Abstract

To emulate the interactivity of in-person math instruction, we developed MathBot, a rule-based chatbot that explains math concepts, provides practice questions, and offers tailored feedback. We evaluated MathBot through three Amazon Mechanical Turk studies in which participants learned about arithmetic sequences. In the first study, we found that more than 40% of our participants indicated a preference for learning with MathBot over videos and written tutorials from Khan Academy. The second study measured learning gains, and found that MathBot produced comparable gains to Khan Academy videos and tutorials. We solicited feedback from users in those two studies to emulate a real-world development cycle, with some users finding the lesson too slow and others finding it too fast.
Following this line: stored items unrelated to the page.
//! Payload normalization: arbitrary [`Value`] graphs to plain JSON.
//!
//! ## Rules
//!
//! - Scalars pass through; non-finite floats become `null`.
//! - Dates become ISO-8601 strings with millisecond precision (`2020-03-01T10:00:00.000Z`).
//! - Objects become maps of their own data properties followed by their class getters,
//!   each getter invoked once and its result normalized like any other value.
//! - `Undefined` and functions are dropped from objects and become `null` in arrays.
//! - An object or array met again while it is still being normalized (an ancestor of
//!   the current position) becomes `"[circular *<path>]"`, where `<path>` is the
//!   position of the back-reference. References shared between sibling branches are
//!   not cycles and are normalized at each position.
//!
//! The walk keeps its own frame stack on the heap, so depth is bounded by memory,
//! not by the thread stack.

use std::collections::HashMap;

use chrono::SecondsFormat;
use serde_json::{Map, Value as Json};
use tracing::{debug, trace};

use crate::path::PropertyPath;
use crate::value::{ArrayRef, Getter, NodeId, ObjectRef, Value};

/// Emitted in place of compound values beyond [`NormalizerConfig::max_depth`].
pub const MAX_DEPTH_MARKER: &str = "[max depth reached]";

/// Marker substituted for a back-reference to an ancestor at `path`.
pub fn circular_marker(path: &PropertyPath) -> String {
    format!("[circular *{path}]")
}

/// Normalize with the default configuration.
pub fn normalize(value: &Value) -> Json {
    Normalizer::default().normalize(value)
}

/// Output key order for objects.
#[derive(Debug, Clone, Copy, Default, PartialEq, Eq)]
pub enum KeyOrder {
    /// Own data properties in insertion order, then getters in declaration order.
    #[default]
    Declaration,
    /// Lexicographic by key.
    Sorted,
}

/// Normalizer configuration.
#[derive(Debug, Clone, Default, PartialEq, Eq)]
pub struct NormalizerConfig {
    pub key_order: KeyOrder,
    /// Compound values nested deeper than this become [`MAX_DEPTH_MARKER`].
    /// The root is at depth 0. `None` means unlimited.
    pub max_depth: Option<usize>,
}

impl NormalizerConfig {
    pub fn with_key_order(mut self, order: KeyOrder) -> Self {
        self.key_order = order;
        self
    }

    pub fn with_max_depth(mut self, depth: usize) -> Self {
        self.max_depth = Some(depth);
        self
    }
}

/// Converts payload values to plain JSON.
///
/// Holds only configuration; every call uses its own ancestor registry, so a
/// single `Normalizer` can be shared across threads.
#[derive(Debug, Clone, Default)]
pub struct Normalizer {
    config: NormalizerConfig,
}

impl Normalizer {
    pub fn new(config: NormalizerConfig) -> Self {
        Self { config }
    }

    pub fn config(&self) -> &NormalizerConfig {
        &self.config
    }

    /// Normalize `root` into a plain JSON value. Never fails.
    ///
    /// An unrepresentable root (`Undefined` or a function) yields `null`.
    pub fn normalize(&self, root: &Value) -> Json {
        let mut walk = Walk::new(&self.config);
        let out = match walk.enter(root, PropertyPath::root(), Slot::Root) {
            Entered::Leaf(_, v) => v.unwrap_or(Json::Null),
            Entered::Compound(frame) => {
                walk.stack.push(frame);
                walk.run()
            }
        };
        trace!(
            nodes = walk.nodes,
            cycles = walk.cycles,
            truncated = walk.truncated,
            "payload normalized"
        );
        out
    }
}

/// Where a child's output goes in its parent.
enum Slot {
    Root,
    Index,
    Key(String),
}

/// A pending object property: stored data or an accessor not yet invoked.
enum Property {
    Data(Value),
    Getter(Getter),
}

enum FrameKind {
    Array {
        handle: ArrayRef,
        items: std::vec::IntoIter<Value>,
        next_index: usize,
        out: Vec<Json>,
    },
    Object {
        handle: ObjectRef,
        properties: std::vec::IntoIter<(String, Property)>,
        out: Map<String, Json>,
    },
}

/// A compound value currently being normalized. Frames on the stack are exactly
/// the registered ancestors of the position being visited.
///
/// Each frame owns a handle to its value, so the allocation behind a registered
/// `NodeId` stays alive (and cannot be reused) until the frame is popped.
struct Frame {
    path: PropertyPath,
    slot: Slot,
    kind: FrameKind,
}

struct Child {
    value: Value,
    path: PropertyPath,
    slot: Slot,
}

impl Frame {
    fn id(&self) -> NodeId {
        match &self.kind {
            FrameKind::Array { handle, .. } => handle.node_id(),
            FrameKind::Object { handle, .. } => handle.node_id(),
        }
    }

    fn next_child(&mut self) -> Option<Child> {
        match &mut self.kind {
            FrameKind::Array {
                items, next_index, ..
            } => {
                let value = items.next()?;
                let path = self.path.index(*next_index);
                *next_index += 1;
                Some(Child {
                    value,
                    path,
                    slot: Slot::Index,
                })
            }
            FrameKind::Object {
                handle, properties, ..
            } => {
                let (key, property) = properties.next()?;
                let value = match property {
                    Property::Data(v) => v,
                    Property::Getter(g) => g(&*handle),
                };
                Some(Child {
                    value,
                    path: self.path.key(&key),
                    slot: Slot::Key(key),
                })
            }
        }
    }

    fn accept(&mut self, slot: Slot, value: Option<Json>) {
        match (&mut self.kind, slot) {
            (FrameKind::Array { out, .. }, _) => out.push(value.unwrap_or(Json::Null)),
            (FrameKind::Object { out, .. }, Slot::Key(key)) => {
                if let Some(v) = value {
                    out.insert(key, v);
                }
            }
            // Object children always carry their key.
            (FrameKind::Object { .. }, Slot::Root | Slot::Index) => {}
        }
    }

    fn finish(self) -> (Slot, Json) {
        let json = match self.kind {
            FrameKind::Array { out, .. } => Json::Array(out),
            FrameKind::Object { out, .. } => Json::Object(out),
        };
        (self.slot, json)
    }
}

enum Entered {
    /// Fully normalized; `None` means "omit from objects".
    Leaf(Slot, Option<Json>),
    Compound(Frame),
}

/// State for a single normalization call.
struct Walk<'a> {
    config: &'a NormalizerConfig,
    stack: Vec<Frame>,
    /// Ancestor registry: identity and entry path of every frame on the stack.
    ancestors: HashMap<NodeId, PropertyPath>,
    nodes: usize,
    cycles: usize,
    truncated: usize,
}

impl<'a> Walk<'a> {
    fn new(config: &'a NormalizerConfig) -> Self {
        Self {
            config,
            stack: Vec::new(),
            ancestors: HashMap::new(),
            nodes: 0,
            cycles: 0,
            truncated: 0,
        }
    }

    /// Drive the stack until the root frame completes.
    fn run(&mut self) -> Json {
        loop {
            let next = match self.stack.last_mut() {
                Some(top) => top.next_child(),
                None => return Json::Null,
            };

            let (slot, json) = match next {
                Some(child) => match self.enter(&child.value, child.path, child.slot) {
                    Entered::Leaf(slot, json) => (slot, json),
                    Entered::Compound(frame) => {
                        self.stack.push(frame);
                        continue;
                    }
                },
                None => {
                    let Some(frame) = self.stack.pop() else {
                        return Json::Null;
                    };
                    self.ancestors.remove(&frame.id());
                    let (slot, json) = frame.finish();
                    (slot, Some(json))
                }
            };

            match self.stack.last_mut() {
                Some(parent) => parent.accept(slot, json),
                None => return json.unwrap_or(Json::Null),
            }
        }
    }

    fn enter(&mut self, value: &Value, path: PropertyPath, slot: Slot) -> Entered {
        self.nodes += 1;
        let json = match value {
            Value::Undefined | Value::Function(_) => None,
            Value::Null => Some(Json::Null),
            Value::Bool(b) => Some(Json::Bool(*b)),
            Value::Int(i) => Some(Json::from(*i)),
            Value::UInt(u) => Some(Json::from(*u)),
            Value::Float(f) => Some(
                serde_json::Number::from_f64(*f)
                    .map(Json::Number)
                    .unwrap_or(Json::Null),
            ),
            Value::String(s) => Some(Json::String(s.clone())),
            Value::Date(d) => Some(Json::String(d.to_rfc3339_opts(SecondsFormat::Millis, true))),
            Value::Array(array) => return self.enter_array(array, path, slot),
            Value::Object(object) => return self.enter_object(object, path, slot),
        };
        Entered::Leaf(slot, json)
    }

    /// Marker for `id` if it is an ancestor or too deep, `None` if the walk may descend.
    fn guard(&mut self, id: NodeId, path: &PropertyPath) -> Option<Json> {
        if let Some(ancestor) = self.ancestors.get(&id) {
            self.cycles += 1;
            debug!(path = %path, ancestor = %ancestor, "circular reference replaced with marker");
            return Some(Json::String(circular_marker(path)));
        }
        if let Some(max) = self.config.max_depth {
            if self.stack.len() > max {
                self.truncated += 1;
                debug!(path = %path, max_depth = max, "payload truncated at max depth");
                return Some(Json::String(MAX_DEPTH_MARKER.to_string()));
            }
        }
        None
    }

    fn enter_array(&mut self, array: &ArrayRef, path: PropertyPath, slot: Slot) -> Entered {
        let id = array.node_id();
        if let Some(marker) = self.guard(id, &path) {
            return Entered::Leaf(slot, Some(marker));
        }

        let items = array.snapshot();
        self.ancestors.insert(id, path.clone());
        Entered::Compound(Frame {
            path,
            slot,
            kind: FrameKind::Array {
                handle: array.clone(),
                out: Vec::with_capacity(items.len()),
                items: items.into_iter(),
                next_index: 0,
            },
        })
    }

    fn enter_object(&mut self, object: &ObjectRef, path: PropertyPath, slot: Slot) -> Entered {
        let id = object.node_id();
        if let Some(marker) = self.guard(id, &path) {
            return Entered::Leaf(slot, Some(marker));
        }

        let properties = self.properties(object);
        self.ancestors.insert(id, path.clone());
        Entered::Compound(Frame {
            path,
            slot,
            kind: FrameKind::Object {
                handle: object.clone(),
                out: Map::with_capacity(properties.len()),
                properties: properties.into_iter(),
            },
        })
    }

    /// Own data properties, then getters not shadowed by them, in configured order.
    fn properties(&self, object: &ObjectRef) -> Vec<(String, Property)> {
        let (own, class) = object.snapshot();
        let mut properties: Vec<(String, Property)> = own
            .into_iter()
            .map(|(k, v)| (k, Property::Data(v)))
            .collect();

        if let Some(class) = class {
            for (name, getter) in class.getters() {
                if !properties.iter().any(|(k, _)| *k == name) {
                    properties.push((name, Property::Getter(getter)));
                }
            }
        }

        if self.config.key_order == KeyOrder::Sorted {
            properties.sort_by(|a, b| a.0.cmp(&b.0));
        }
        properties
    }
}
We addressed these concerns in the third and main study by integrating a contextual bandit algorithm into MathBot to personalize the pace of the conversation, allowing the bandit to either insert extra practice problems or skip explanations. We randomized participants between two conditions in which actions were chosen uniformly at random (i.e., a randomized A/B experiment) or by the contextual bandit. We found that the bandit learned a similarly effective pedagogical policy to that learned by the randomized A/B experiment while incurring a lower cost of experimentation. Our findings suggest that personalized conversational agents are promising tools to complement existing online resources for math education, and that data-driven approaches such as contextual bandits are valuable tools for learning effective personalization.